## Assigned task
Each line below with the string "quoted" should be copied.

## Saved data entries
□ □ □ □ □ □ □
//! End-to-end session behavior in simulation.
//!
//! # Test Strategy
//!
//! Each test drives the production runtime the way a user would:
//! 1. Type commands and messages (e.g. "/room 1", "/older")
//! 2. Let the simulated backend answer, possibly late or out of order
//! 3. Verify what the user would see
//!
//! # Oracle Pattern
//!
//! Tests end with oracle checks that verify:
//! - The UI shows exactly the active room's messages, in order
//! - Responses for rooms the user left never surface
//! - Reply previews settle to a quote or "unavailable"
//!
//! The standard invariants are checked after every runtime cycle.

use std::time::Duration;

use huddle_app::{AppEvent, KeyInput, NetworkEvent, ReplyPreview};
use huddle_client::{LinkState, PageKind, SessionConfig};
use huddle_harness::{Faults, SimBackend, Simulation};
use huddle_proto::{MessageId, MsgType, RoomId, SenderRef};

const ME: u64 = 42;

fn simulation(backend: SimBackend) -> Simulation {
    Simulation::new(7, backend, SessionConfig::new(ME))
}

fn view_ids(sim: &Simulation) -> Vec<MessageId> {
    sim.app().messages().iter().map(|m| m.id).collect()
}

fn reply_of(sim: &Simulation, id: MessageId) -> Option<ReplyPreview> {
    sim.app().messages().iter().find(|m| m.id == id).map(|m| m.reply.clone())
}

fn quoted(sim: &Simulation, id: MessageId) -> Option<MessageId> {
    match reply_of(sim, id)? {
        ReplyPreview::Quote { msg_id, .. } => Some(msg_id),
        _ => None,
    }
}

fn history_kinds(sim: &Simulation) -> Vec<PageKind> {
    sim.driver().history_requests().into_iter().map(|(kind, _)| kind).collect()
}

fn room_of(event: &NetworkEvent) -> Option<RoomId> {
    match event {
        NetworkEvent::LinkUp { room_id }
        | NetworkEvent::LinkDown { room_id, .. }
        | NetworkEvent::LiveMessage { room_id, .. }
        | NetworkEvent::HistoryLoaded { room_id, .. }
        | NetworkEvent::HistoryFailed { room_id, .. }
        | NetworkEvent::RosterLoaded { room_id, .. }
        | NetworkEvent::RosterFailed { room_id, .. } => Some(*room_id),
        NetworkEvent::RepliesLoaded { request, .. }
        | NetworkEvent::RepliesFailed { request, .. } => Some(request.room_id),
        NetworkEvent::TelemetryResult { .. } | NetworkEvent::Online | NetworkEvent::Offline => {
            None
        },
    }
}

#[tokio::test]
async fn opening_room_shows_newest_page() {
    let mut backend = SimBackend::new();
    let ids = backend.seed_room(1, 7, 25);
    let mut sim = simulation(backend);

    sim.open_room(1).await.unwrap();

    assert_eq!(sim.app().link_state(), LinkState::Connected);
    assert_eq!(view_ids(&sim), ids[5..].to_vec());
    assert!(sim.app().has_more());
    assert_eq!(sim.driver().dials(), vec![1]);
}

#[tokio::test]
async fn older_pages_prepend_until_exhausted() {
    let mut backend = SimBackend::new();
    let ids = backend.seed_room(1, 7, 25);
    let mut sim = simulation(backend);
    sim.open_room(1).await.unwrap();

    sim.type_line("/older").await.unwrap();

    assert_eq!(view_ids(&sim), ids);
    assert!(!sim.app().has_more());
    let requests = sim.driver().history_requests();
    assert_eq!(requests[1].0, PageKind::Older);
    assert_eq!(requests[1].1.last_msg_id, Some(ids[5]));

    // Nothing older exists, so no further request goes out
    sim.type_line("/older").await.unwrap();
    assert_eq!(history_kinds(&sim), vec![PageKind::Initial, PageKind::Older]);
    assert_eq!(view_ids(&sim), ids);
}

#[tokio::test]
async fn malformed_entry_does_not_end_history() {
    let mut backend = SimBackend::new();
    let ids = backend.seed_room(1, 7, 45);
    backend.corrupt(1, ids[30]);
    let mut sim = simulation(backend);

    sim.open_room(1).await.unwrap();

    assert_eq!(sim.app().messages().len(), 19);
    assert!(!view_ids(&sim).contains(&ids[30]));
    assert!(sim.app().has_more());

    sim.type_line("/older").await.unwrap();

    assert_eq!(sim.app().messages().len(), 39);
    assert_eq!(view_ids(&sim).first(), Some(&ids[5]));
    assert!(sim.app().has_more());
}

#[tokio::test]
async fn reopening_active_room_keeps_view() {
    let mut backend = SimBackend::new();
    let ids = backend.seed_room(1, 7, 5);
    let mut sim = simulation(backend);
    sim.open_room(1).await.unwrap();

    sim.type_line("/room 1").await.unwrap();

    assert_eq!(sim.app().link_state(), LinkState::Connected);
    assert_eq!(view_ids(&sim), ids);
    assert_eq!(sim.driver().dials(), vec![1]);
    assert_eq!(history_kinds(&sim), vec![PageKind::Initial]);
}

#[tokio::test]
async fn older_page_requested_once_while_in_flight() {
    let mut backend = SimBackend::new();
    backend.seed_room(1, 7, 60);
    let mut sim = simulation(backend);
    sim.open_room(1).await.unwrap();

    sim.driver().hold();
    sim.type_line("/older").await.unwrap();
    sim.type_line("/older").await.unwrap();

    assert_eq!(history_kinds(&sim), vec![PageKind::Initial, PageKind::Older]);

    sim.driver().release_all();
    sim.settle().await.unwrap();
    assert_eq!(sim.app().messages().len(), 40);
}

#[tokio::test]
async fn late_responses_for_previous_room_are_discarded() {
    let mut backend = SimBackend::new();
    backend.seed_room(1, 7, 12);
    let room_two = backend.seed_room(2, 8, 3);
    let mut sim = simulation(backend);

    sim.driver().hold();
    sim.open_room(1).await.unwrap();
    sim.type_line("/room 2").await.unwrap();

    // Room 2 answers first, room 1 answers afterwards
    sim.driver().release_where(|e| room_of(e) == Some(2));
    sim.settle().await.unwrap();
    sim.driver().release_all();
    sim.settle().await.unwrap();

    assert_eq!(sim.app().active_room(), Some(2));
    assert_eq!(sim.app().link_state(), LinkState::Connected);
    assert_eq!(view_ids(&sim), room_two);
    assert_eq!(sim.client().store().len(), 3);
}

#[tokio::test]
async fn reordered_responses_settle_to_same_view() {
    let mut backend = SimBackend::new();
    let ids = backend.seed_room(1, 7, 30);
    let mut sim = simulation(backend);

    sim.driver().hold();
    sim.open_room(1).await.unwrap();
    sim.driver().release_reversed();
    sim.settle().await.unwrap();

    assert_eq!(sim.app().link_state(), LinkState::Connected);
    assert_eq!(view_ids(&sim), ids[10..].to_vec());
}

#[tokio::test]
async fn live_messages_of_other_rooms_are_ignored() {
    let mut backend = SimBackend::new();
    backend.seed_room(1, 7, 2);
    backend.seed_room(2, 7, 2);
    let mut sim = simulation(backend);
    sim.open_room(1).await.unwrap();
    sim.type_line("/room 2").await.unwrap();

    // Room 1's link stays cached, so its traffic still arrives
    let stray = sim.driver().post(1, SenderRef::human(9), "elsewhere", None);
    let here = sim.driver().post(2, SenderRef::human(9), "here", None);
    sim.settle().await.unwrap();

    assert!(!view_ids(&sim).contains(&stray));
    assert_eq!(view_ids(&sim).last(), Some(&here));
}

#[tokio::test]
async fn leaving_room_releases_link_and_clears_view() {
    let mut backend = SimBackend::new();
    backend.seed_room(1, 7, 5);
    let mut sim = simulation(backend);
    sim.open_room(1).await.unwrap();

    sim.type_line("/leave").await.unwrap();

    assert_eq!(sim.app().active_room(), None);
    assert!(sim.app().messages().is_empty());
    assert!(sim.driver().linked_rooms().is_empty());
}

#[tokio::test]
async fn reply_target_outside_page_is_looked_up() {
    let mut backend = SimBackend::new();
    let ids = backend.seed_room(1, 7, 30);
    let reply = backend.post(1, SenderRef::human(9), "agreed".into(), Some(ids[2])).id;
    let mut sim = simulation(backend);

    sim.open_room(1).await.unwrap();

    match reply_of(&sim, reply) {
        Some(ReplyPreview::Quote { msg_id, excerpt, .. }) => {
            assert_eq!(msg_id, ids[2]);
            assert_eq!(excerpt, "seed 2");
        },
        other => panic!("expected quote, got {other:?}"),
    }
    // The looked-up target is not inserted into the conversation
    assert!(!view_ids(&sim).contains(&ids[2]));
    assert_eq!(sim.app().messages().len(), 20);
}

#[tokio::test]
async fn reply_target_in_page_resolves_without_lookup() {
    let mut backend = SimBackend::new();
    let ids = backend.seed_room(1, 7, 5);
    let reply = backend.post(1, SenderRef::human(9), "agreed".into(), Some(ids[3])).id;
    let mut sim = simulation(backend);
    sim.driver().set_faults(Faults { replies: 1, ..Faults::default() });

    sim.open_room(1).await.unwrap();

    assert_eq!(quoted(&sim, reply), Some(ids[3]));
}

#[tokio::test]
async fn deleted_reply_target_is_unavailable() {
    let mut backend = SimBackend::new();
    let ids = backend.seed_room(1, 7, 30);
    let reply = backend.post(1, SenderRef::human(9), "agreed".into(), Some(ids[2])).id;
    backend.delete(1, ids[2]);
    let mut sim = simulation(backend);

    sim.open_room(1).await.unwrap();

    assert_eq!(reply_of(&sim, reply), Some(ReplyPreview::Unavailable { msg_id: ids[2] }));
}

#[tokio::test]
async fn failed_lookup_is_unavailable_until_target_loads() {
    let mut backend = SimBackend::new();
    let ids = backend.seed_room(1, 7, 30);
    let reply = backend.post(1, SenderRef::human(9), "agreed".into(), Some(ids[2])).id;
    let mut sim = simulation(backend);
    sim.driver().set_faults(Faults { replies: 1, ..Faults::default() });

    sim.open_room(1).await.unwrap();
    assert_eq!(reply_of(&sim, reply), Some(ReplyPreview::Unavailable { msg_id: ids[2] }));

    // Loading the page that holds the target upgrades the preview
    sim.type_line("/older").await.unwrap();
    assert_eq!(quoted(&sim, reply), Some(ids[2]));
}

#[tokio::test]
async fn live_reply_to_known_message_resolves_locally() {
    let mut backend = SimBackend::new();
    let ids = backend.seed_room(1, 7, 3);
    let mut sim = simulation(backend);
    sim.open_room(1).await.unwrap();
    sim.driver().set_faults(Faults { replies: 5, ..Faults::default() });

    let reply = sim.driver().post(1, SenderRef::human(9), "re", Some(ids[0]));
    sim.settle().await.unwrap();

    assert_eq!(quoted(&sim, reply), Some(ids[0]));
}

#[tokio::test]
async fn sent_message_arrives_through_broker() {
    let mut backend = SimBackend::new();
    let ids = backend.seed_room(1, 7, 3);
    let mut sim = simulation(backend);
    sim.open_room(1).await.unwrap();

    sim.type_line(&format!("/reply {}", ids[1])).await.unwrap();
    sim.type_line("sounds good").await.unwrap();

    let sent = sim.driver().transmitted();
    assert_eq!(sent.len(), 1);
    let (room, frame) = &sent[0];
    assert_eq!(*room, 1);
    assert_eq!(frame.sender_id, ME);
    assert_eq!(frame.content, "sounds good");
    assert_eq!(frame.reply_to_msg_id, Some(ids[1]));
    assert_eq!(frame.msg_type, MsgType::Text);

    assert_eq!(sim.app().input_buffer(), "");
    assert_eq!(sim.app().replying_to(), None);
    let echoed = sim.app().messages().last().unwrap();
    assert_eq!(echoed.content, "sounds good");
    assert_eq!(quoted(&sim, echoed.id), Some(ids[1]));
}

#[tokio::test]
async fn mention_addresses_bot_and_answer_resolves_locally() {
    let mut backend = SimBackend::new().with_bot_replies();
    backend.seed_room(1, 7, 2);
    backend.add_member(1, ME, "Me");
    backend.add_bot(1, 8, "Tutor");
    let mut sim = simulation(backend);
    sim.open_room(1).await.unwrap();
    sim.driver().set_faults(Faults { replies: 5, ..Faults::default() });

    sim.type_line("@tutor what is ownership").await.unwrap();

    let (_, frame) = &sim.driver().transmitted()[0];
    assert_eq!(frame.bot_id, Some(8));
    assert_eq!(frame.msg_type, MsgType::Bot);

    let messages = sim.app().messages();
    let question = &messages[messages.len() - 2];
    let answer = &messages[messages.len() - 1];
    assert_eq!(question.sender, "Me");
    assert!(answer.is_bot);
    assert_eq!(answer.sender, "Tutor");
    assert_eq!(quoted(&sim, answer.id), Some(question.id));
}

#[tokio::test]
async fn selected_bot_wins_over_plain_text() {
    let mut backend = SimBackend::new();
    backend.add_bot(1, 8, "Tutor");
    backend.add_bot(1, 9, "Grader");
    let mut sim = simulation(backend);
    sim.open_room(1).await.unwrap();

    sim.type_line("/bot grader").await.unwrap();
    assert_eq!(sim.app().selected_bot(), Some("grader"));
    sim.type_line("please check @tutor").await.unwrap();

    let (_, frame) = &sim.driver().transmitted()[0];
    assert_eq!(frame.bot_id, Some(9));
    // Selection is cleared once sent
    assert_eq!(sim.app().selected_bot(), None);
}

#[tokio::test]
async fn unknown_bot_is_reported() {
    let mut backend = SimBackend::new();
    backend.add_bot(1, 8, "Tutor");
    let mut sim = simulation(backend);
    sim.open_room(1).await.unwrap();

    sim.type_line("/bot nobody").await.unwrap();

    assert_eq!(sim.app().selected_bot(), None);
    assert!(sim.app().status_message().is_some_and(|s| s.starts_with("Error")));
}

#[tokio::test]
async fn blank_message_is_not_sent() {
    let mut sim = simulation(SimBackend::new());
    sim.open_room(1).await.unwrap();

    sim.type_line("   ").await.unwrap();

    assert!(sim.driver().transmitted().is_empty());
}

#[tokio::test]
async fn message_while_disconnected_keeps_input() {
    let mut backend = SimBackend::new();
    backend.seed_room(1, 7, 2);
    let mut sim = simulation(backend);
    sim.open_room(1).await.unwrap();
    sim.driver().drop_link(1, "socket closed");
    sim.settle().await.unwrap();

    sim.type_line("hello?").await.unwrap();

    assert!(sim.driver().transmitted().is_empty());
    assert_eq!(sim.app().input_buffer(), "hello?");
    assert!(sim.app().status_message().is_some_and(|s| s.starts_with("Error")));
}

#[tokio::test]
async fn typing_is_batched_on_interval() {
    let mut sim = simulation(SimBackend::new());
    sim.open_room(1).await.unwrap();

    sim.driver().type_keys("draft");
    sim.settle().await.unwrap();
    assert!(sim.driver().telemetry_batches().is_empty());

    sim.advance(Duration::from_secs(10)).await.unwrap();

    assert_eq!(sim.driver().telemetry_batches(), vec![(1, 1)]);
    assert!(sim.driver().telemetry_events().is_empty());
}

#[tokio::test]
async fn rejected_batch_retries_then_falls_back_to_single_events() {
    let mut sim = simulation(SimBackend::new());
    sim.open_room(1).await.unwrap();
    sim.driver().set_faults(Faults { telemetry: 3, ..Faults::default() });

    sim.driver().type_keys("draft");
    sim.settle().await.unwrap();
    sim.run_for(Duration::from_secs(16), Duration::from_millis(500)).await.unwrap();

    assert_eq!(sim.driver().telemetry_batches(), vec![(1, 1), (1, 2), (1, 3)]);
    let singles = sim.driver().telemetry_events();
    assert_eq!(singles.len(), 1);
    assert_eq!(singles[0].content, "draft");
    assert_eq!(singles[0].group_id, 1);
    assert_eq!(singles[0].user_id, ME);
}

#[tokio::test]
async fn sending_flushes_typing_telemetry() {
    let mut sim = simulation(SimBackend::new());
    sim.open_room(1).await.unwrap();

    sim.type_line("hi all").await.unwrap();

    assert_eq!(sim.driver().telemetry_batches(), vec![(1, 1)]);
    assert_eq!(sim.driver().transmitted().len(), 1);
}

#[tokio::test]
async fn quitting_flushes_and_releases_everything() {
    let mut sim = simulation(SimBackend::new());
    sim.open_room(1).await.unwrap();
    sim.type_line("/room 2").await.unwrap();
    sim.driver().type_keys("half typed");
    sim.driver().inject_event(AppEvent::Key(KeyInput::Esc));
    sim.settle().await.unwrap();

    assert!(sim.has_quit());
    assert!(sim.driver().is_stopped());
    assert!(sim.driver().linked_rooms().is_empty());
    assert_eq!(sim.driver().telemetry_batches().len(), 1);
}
□ □ □ □ □ □ □
## Written answer
fn quoted(sim: &Simulation, id: MessageId) -> Option<MessageId> {
    assert_eq!(quoted(&sim, reply), Some(ids[3]));
    assert_eq!(quoted(&sim, reply), Some(ids[2]));
    assert_eq!(quoted(&sim, reply), Some(ids[0]));
    assert_eq!(quoted(&sim, echoed.id), Some(ids[1]));
    assert_eq!(quoted(&sim, answer.id), Some(question.id));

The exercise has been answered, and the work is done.